Stored items from a collection:
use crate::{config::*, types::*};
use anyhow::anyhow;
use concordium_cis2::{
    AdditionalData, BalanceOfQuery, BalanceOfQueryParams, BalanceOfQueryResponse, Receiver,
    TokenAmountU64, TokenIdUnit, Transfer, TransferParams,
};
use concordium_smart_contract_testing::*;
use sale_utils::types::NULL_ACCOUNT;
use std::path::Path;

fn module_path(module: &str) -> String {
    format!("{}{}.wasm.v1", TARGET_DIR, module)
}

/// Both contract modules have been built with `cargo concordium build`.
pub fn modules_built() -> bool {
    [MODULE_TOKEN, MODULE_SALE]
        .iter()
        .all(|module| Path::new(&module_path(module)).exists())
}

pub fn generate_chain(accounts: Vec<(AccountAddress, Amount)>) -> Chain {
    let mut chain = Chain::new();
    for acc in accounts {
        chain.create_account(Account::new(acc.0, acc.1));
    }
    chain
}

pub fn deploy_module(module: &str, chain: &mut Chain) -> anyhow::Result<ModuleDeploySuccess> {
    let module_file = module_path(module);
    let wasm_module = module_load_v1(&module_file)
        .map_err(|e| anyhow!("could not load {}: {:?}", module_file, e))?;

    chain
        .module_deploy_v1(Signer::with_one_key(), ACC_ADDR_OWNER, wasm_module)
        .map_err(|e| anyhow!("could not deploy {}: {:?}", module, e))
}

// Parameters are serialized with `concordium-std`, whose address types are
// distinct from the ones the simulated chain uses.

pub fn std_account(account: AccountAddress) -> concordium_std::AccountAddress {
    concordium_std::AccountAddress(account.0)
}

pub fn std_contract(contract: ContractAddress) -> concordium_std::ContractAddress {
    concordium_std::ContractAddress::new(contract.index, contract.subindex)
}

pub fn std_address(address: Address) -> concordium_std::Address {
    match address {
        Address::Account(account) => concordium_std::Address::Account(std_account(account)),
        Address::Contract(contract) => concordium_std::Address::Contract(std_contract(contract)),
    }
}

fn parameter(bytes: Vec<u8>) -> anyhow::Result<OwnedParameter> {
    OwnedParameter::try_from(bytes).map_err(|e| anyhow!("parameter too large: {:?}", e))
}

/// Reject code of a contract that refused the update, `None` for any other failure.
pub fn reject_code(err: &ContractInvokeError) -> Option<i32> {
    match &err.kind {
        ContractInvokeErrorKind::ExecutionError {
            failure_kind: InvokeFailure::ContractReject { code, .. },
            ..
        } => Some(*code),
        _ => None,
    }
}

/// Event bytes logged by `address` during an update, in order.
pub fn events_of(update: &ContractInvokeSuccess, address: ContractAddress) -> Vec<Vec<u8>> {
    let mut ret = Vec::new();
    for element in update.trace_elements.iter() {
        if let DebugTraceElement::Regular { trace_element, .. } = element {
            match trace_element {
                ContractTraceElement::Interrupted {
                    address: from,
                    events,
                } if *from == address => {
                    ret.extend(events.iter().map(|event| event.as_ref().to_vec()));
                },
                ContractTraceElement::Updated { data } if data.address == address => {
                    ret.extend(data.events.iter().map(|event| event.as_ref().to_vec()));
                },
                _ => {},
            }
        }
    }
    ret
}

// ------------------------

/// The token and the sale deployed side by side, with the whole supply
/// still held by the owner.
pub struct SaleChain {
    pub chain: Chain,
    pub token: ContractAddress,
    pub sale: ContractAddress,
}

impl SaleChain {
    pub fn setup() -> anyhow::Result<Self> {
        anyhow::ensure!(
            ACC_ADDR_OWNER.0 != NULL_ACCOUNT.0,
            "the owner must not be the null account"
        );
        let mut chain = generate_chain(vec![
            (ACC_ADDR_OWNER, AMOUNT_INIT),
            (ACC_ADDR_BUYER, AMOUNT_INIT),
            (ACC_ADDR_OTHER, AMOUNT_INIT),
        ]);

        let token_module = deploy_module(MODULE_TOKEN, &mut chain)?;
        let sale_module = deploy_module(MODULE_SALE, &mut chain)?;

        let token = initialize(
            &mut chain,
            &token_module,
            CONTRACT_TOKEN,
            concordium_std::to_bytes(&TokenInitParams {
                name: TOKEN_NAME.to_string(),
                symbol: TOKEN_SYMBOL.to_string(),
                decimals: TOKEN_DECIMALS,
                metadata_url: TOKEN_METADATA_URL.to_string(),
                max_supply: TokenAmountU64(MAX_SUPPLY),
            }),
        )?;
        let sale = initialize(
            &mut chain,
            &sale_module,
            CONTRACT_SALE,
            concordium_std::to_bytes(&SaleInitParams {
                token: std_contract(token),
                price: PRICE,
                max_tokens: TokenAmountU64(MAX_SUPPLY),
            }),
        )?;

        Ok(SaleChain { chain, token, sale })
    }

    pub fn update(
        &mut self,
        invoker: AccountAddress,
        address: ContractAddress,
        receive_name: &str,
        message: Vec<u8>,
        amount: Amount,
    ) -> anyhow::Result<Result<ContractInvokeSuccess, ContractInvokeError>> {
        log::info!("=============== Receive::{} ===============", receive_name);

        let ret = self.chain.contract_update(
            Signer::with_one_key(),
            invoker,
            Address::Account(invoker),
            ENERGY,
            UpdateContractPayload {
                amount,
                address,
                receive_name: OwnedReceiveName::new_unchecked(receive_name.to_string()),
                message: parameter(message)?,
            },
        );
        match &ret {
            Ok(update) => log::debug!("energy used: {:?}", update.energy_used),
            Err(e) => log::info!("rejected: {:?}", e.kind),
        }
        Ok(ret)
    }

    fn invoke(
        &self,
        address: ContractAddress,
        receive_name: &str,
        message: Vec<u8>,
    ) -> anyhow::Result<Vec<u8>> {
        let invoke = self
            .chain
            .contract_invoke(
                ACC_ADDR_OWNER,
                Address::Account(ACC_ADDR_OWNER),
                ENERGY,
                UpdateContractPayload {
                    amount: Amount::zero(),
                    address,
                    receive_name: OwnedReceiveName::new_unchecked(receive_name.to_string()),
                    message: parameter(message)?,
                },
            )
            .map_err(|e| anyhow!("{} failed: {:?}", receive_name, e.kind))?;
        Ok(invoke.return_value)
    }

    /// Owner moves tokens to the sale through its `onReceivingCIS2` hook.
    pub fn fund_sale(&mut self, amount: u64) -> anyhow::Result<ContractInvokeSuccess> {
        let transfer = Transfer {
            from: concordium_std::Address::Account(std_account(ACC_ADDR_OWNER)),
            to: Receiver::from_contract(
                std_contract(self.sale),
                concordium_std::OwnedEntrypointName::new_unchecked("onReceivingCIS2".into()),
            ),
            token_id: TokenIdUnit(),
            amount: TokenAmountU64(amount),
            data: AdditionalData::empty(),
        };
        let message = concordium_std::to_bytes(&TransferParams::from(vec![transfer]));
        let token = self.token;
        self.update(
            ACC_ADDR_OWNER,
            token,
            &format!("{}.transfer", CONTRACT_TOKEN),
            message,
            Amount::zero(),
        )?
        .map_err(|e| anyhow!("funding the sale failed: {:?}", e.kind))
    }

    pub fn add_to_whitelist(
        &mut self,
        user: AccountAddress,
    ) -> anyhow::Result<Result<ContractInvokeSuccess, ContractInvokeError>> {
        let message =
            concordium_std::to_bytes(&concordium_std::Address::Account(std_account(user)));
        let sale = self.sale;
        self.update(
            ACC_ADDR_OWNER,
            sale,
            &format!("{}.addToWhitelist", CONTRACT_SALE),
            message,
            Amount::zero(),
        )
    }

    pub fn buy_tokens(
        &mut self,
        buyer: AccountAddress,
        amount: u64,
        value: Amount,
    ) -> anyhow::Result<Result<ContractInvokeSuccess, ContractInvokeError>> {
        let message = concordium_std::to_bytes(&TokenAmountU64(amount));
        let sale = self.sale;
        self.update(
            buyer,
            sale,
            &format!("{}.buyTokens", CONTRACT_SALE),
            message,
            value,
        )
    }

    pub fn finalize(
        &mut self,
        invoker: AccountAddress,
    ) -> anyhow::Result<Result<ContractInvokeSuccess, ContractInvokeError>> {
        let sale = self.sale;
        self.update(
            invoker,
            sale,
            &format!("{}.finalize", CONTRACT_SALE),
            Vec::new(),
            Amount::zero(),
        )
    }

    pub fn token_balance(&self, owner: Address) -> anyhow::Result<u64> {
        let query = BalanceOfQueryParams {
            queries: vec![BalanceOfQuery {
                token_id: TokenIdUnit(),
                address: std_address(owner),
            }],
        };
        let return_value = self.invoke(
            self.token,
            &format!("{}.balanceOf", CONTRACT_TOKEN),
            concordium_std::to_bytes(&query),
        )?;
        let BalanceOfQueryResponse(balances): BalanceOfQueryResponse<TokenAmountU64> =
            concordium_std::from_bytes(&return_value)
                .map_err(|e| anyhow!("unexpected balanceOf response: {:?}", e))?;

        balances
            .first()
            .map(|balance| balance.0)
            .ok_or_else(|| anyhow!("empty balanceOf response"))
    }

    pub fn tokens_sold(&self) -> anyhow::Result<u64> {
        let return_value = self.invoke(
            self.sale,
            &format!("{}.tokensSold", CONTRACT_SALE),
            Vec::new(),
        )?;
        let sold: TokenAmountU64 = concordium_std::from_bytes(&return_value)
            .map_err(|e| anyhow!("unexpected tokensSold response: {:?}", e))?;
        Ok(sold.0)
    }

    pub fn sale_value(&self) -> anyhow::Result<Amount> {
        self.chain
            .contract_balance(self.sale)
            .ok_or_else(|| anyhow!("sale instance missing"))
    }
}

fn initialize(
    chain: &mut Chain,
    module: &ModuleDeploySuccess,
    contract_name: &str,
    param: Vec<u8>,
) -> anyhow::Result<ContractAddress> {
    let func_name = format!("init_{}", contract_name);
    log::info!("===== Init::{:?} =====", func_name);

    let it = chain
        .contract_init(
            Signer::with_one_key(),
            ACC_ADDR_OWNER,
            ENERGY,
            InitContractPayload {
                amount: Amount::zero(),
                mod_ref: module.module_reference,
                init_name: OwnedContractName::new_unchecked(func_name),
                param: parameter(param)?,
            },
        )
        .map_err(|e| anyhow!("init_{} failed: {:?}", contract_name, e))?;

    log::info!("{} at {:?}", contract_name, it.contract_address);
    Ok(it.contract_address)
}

What needs to be done: The word to find is "ContractTraceElement". Copy every line of the data that holds it.

Exercise output:
                ContractTraceElement::Interrupted {
                ContractTraceElement::Updated { data } if data.address == address => {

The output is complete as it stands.